FIG. 1 shows a manufacturing process of a solid electrolyte plate formed in a flat plate shape according to an embodiment of the present invention . According to this, first, powder particles of zirconia (ZrO ₂ ) as a main material and powder particles of scandia (Sc ₂ O ₃ ) as a stabilization material are mixed at an appropriate blending ratio. Here, it is mechanically mixed by a ball mill or the like. The average particle diameter of this mixed powder is about 3 μm. If a liquid phase production process such as a sol-gel method or a coprecipitation method is applied as a method for preparing a mixed powder of zirconia and scandia, a uniform mixed powder with few impurities can be obtained. The blending ratio of zirconia and scandia is appropriately selected within the range of 92 to 85 mol% zirconia and 8 to 15 mol% scandia.
[0018]
Then, this mixed powder of zirconia and scandia is heat-treated at a high temperature (600 to 700 ° C.) to obtain scandia-stabilized zirconia (ScSZ) in which scandia is solid-solved in zirconia, and then the scandia stabilized by pulverization. Zirconia powder is obtained.
Next, alumina (Al ₂ O ₃ ) powder as a crystal phase stabilizing material is mixed with the scandia-stabilized zirconia powder at an appropriate blending ratio. The mixing ratio of alumina is suitably in the range of 0.3 to 5 % by weight based on the scandia-stabilized zirconia powder.
[0019]
When a mixed powder of scandia-stabilized zirconia powder and alumina powder is obtained in this manner, the mixed powder is then formed into a plate (approximately 20 cm square plate) having a plate thickness of 100 to 300 μm. As this forming means, in this embodiment, pressure forming is performed by using a hydrostatic press (CIP) with a pressing force of 1 t / cm ² . However, it is not limited to this forming means, and a thin plate may be manufactured by a doctor blade method or a calender roll method generally used conventionally. Then, the molded plate is fired at a temperature of 1500 to 1700 ° C. Thus, in the scandia-stabilized zirconia in which scandia is solid-dissolved in zirconia within the range of Sc ₂ O ₃ / ZrO ₂ in the range of 8/92 to 15/85 , in the range of 0.3 to 5 % by weight. alumina mixture is dispersed and crystalline phases that Do is stabilized in the cubic phase (C phase) solid body electrolyte plate is obtained.
[0020]
Next, when forming a fuel electrode or an oxygen electrode on this solid electrolyte plate (hereinafter referred to as “ScSZA solid electrolyte plate”), the ScSZA solid electrolyte is formed by making a ceramic powder of these electrode materials into a mud and using a so-called slurry coating method. Each of the plates is applied to one side and the opposite side, and then fired at a predetermined temperature.
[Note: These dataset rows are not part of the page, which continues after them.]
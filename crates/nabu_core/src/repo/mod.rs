//! Repository layer abstractions and persistence implementations.
//!
//! # Responsibility
//! - Define the note CRUD and lifecycle contract used by UI/test callers.
//! - Isolate SQLite query details from callers.
//!
//! # Invariants
//! - Every operation names its target collection explicitly.
//! - Repository APIs return semantic errors (`NotFound`, `MovePartiallyFailed`)
//!   in addition to storage errors.

pub mod note_repo;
In the case of the fuel electrode, for example, nickel (Ni) 40 wt% -zirconia (ZrO ₂ ) 60 wt% nickel-zirconia cermet is coated on one side of the ScSZA solid electrolyte plate with a thickness of about 50 μm, and 1400-1500 Bake at a temperature of ° C. As a result, a thin-film fuel electrode is formed on one side of the ScSZA solid electrolyte plate.
[0021]
In the case of an oxygen electrode, for example, lanthanum strontium manganate (La (Sr) MnO ₃ ) is coated on the surface of the ScSZA solid electrolyte plate on the side opposite to the above-mentioned fuel electrode at a thickness of about 50 μm. Firing at a temperature of As a result, a thin-film oxygen electrode is formed on the opposite surface of the ScSZA solid electrolyte plate. The mixing ratio of the oxygen electrode material is suitably about 5 to 15 mol% of strontium with respect to 95 to 85 mol% of lanthanum manganate.
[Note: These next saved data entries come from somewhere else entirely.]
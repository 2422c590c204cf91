//! Local note storage engine for Nabu.
//!
//! Notes live in one of three collections (active, trash, archive) backed by
//! SQLite tables, and move between them through transactional lifecycle
//! operations.

pub mod config;
pub mod db;
pub mod logging;
pub mod model;
pub mod repo;

pub use config::{StoreConfig, StoreLocation};
pub use db::{DbError, DbResult};
pub use logging::{init_logging, logging_status, LogConfig, LogLevel, LoggingError};
pub use model::note::{Collection, Note, NoteId, NoteKey, NoteValidationError, TimestampMs};
pub use repo::note_repo::{
    CollectionSnapshot, NoteRepository, SqliteNoteRepository, StoreError, StoreResult, Transition,
};

/// Returns the core crate version.
pub fn core_version() -> &'static str {
    env!("CARGO_PKG_VERSION")
}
Next, various experiments were conducted on the SOFC ScSZA solid electrolyte plate manufactured as described above, and these will be described.
[0022]
First, FIG. 2 shows the results of examining the temperature dependence of the conductivity characteristics of each ScSZA solid electrolyte plate in which the amount of alumina (Al ₂ O ₃ ) mixed and dispersed in scandia-stabilized zirconia was changed. Is. In this experiment, the amount of scandia solid solution in scandia-stabilized zirconia was 12 mol%, and alumina was mixed in an amount of 0,0.3,0.7,3,5,10,20% by weight. ing.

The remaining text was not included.